------ Information supplied ------

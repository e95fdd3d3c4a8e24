//! Configuration parsing and validation for sectorwatch
//!
//! Supports TOML configuration with:
//! - Versioned schema
//! - Manifest and welcome descriptor URLs
//! - Check, fetch timeout, and reminder intervals
//! - Validation with clear error messages
//!
//! Every setting has a compile-time default, so a missing config file still
//! yields a working monitor.

mod paths;
mod schema;
mod validation;

pub use paths::*;
pub use schema::*;
pub use validation::*;

use std::path::Path;
use thiserror::Error;
use tracing::debug;

/// Configuration errors
#[derive(Debug, Error)]
pub enum ConfigError {
    #[error("Failed to read config file: {0}")]
    ReadError(#[from] std::io::Error),

    #[error("Failed to parse TOML: {0}")]
    ParseError(#[from] toml::de::Error),

    #[error("Validation failed: {errors:?}")]
    ValidationFailed { errors: Vec<ValidationError> },

    #[error("Unsupported config version: {0}")]
    UnsupportedVersion(u32),
}

pub type ConfigResult<T> = Result<T, ConfigError>;

/// Current supported config version
pub const CURRENT_CONFIG_VERSION: u32 = 1;

/// Load and validate configuration from a TOML file
pub fn load_config(path: impl AsRef<Path>) -> ConfigResult<MonitorConfig> {
    let content = std::fs::read_to_string(path)?;
    parse_config(&content)
}

/// Load configuration, falling back to the defaults when no file exists
pub fn load_or_default(path: impl AsRef<Path>) -> ConfigResult<MonitorConfig> {
    let path = path.as_ref();
    if !path.exists() {
        debug!(path = %path.display(), "No config file, using defaults");
        return Ok(MonitorConfig::default());
    }
    load_config(path)
}

/// Parse and validate configuration from a TOML string
pub fn parse_config(content: &str) -> ConfigResult<MonitorConfig> {
    let raw: RawConfig = toml::from_str(content)?;

    // Check version
    if raw.config_version != CURRENT_CONFIG_VERSION {
        return Err(ConfigError::UnsupportedVersion(raw.config_version));
    }

    // Validate
    let errors = validate_config(&raw);
    if !errors.is_empty() {
        return Err(ConfigError::ValidationFailed { errors });
    }

    Ok(MonitorConfig::from_raw(raw))
}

------

The lines above, starting at the one with "a TOML file" and ending at the one with "if raw.config_version != CURRENT_CONFIG_VERSION", are the only ones to return, exactly as written.

= Your response =
/// Load and validate configuration from a TOML file
pub fn load_config(path: impl AsRef<Path>) -> ConfigResult<MonitorConfig> {
    let content = std::fs::read_to_string(path)?;
    parse_config(&content)
}

/// Load configuration, falling back to the defaults when no file exists
pub fn load_or_default(path: impl AsRef<Path>) -> ConfigResult<MonitorConfig> {
    let path = path.as_ref();
    if !path.exists() {
        debug!(path = %path.display(), "No config file, using defaults");
        return Ok(MonitorConfig::default());
    }
    load_config(path)
}

/// Parse and validate configuration from a TOML string
pub fn parse_config(content: &str) -> ConfigResult<MonitorConfig> {
    let raw: RawConfig = toml::from_str(content)?;

    // Check version
    if raw.config_version != CURRENT_CONFIG_VERSION {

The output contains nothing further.